1 Este dato, que podría sonar banal, es un gesto no menor para quienes se nos va la vida frente a una de las tantas pantallas (y en pandemia). Lo extraigo de Miriam Moriconi, Política, piedad y jurisdicción. Cultura jurisdiccional en la Monarquía Hispánica Liébana en los siglos XVI-XVIII, Rosario: Prohistoria, 2011, p. 18.
2 Más adelante, también, se recurre al uso del “lapsus” para evidenciar la condensación pre-comprensiva de funciones judiciales-gubernativas entre antiguo régimen y revolución y guerra (p. 486).
3 Utilizado para la composición de los capítulos IX y XX, sobre justicias rurales en la campaña santafecina.
4 Recuerdo una intervención de Eduardo Martiré, en unas jornadas de Historia del Derecho, que le decía a Barriera que sabía Derecho: mucho y muy bien.
5 Ante la palabra “crimen” uno no puede dejar de imaginarse al vociferante llevando los ojos y las manos al cielo. Gesto que expresa un resto mnémico de un pasado religioso que –aunque expulsado de lo simbólico-secular– sigue habitando los cuerpos contemporáneos.
6 También observable en la ausencia de una “sede edilicia propia con marcas y símbolos que les brindaran colaboración para distinguir su función o coadyuvar en el marcado de una distancia respecto de sus gobernados” (p. 487).
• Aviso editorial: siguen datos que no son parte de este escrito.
//! Character strengths and their reflections

use crate::domain::ColorToken;
use chrono::{DateTime, NaiveDate, Utc};
use serde::{Deserialize, Serialize};
use std::fmt;

/// Activities given to strengths the user adds
pub const GENERIC_ACTIVITIES: [&str; 3] = [
    "Explore this strength",
    "Practice in daily life",
    "Reflect on your progress",
];

/// How a strength was used in a reflected situation
#[derive(Debug, Clone, Copy, PartialEq, Eq, Serialize, Deserialize)]
#[serde(rename_all = "lowercase")]
pub enum Usage {
    Overuse,
    Underuse,
    Balanced,
}

impl Usage {
    /// Canned insight shown after a reflection
    pub fn insight(&self) -> &'static str {
        match self {
            Usage::Overuse => {
                "It seems you might be overusing this strength. Consider finding ways to moderate its use."
            }
            Usage::Underuse => {
                "You might be underusing this strength. Try to find more opportunities to apply it."
            }
            Usage::Balanced => {
                "Great job! You're using this strength in a balanced way. Keep it up!"
            }
        }
    }

    /// Plot score: underuse 1, balanced 2, overuse 3
    pub fn score(&self) -> u8 {
        match self {
            Usage::Underuse => 1,
            Usage::Balanced => 2,
            Usage::Overuse => 3,
        }
    }
}

impl fmt::Display for Usage {
    fn fmt(&self, f: &mut fmt::Formatter<'_>) -> fmt::Result {
        write!(f, "{}", format!("{:?}", self).to_lowercase())
    }
}

/// Classify a usage answer.
///
/// Ordered first match on the lowercased text: overuse phrases win over
/// underuse phrases, and no match means balanced.
pub fn determine_usage(answer: &str) -> Usage {
    let lower = answer.to_lowercase();
    if lower.contains("too much") || lower.contains("overwhelmed") {
        Usage::Overuse
    } else if lower.contains("not enough") || lower.contains("could have done more") {
        Usage::Underuse
    } else {
        Usage::Balanced
    }
}

/// Second wizard question for a strength name
pub fn usage_question(name: &str) -> String {
    format!("How did you use your {} in this situation?", name)
}

/// Third wizard question for a strength name
pub fn balance_question(name: &str) -> String {
    format!(
        "What might help you balance your use of {} in the future?",
        name
    )
}

/// A completed self-assessment, owned by its strength
#[derive(Debug, Clone, PartialEq, Eq)]
pub struct Reflection {
    pub id: String,
    pub moment: String,
    pub question1: String,
    pub question2: String,
    pub answer1: String,
    pub answer2: String,
    pub usage: Usage,
    pub timestamp: DateTime<Utc>,
}

#[derive(Debug, Clone, PartialEq, Eq)]
pub struct Strength {
    pub id: String,
    pub name: String,
    pub description: String,
    pub color: ColorToken,
    pub activities: Vec<String>,
    pub reflections: Vec<Reflection>,
}

#[derive(Debug, Clone, Default)]
pub struct StrengthInput {
    pub name: String,
    pub description: String,
}

impl StrengthInput {
    pub fn new(name: impl Into<String>, description: impl Into<String>) -> Self {
        StrengthInput {
            name: name.into(),
            description: description.into(),
        }
    }
}

impl Strength {
    pub fn usage_question(&self) -> String {
        usage_question(&self.name)
    }

    pub fn balance_question(&self) -> String {
        balance_question(&self.name)
    }

    /// Reflection progress in percent, ten per reflection
    pub fn progress(&self) -> u8 {
        (self.reflections.len().saturating_mul(10)).min(100) as u8
    }

    /// Usage score per reflection, oldest first
    pub fn usage_trend(&self) -> Vec<(NaiveDate, u8)> {
        self.reflections
            .iter()
            .map(|r| (r.timestamp.date_naive(), r.usage.score()))
            .collect()
    }

    /// Activities worth suggesting: only when the latest reflection was underuse
    pub fn suggested_activities(&self) -> Option<&[String]> {
        match self.reflections.last() {
            Some(r) if r.usage == Usage::Underuse => Some(&self.activities),
            _ => None,
        }
    }
}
7 En términos schmittianos, se trataría del pasaje de una legitimidad a la legalidad, pasando antes por otra legitimidad. Tal vez, esta otra legitimidad –de carácter tutorial– haya funcionado como condición de posibilidad para el establecimiento de la legalidad. Condición de posibilidad, entonces, puesto que, como un efecto de sinécdoque, la narrativa mitológica liberal toma la experiencia independiente temprana (la parte-paternal) por el todo, al presentarla como un continuum del mundo de justicia antiguo-regimental donde todo es arbitrariedad (esto lo advierte Barriera, con otros argumentos, en la página 508). Ese efecto de sentido es ultra-productivo para la legalidad; puesto que, al obturar los quiebres y diferencias operadas al interior de formaciones jurídicas previas, forcluye aquella justicia de jueces –alternativa tanto al sistema de la ley como al gobierno-paternal– que no puede ser integrada en el proyecto jurídico codificador. Lo que encuentra Barriera –mediante la historización– sería un pasaje de justicia de jueces a justicia de leyes, oeconómica mediante.
8 Todo esto se radicalizaría a partir de 1833, cuya reforma de justicia avalaba las “formas bastante autocráticas” que colocaban al gobernador como sujeto de imputación de recursos, ya sin la justicia de la Real Audiencia, ni tribunal de alzada.
9 La cita de Mommsen es ubicua en la literatura sobre Autoridad del espacio lingüístico germano. La cita está extraída de Arendt, Hannah, Entre el pasado y el futuro. Ocho ejercicios sobre la reflexión política, Buenos Aires: Ariel, 2016, p. 195.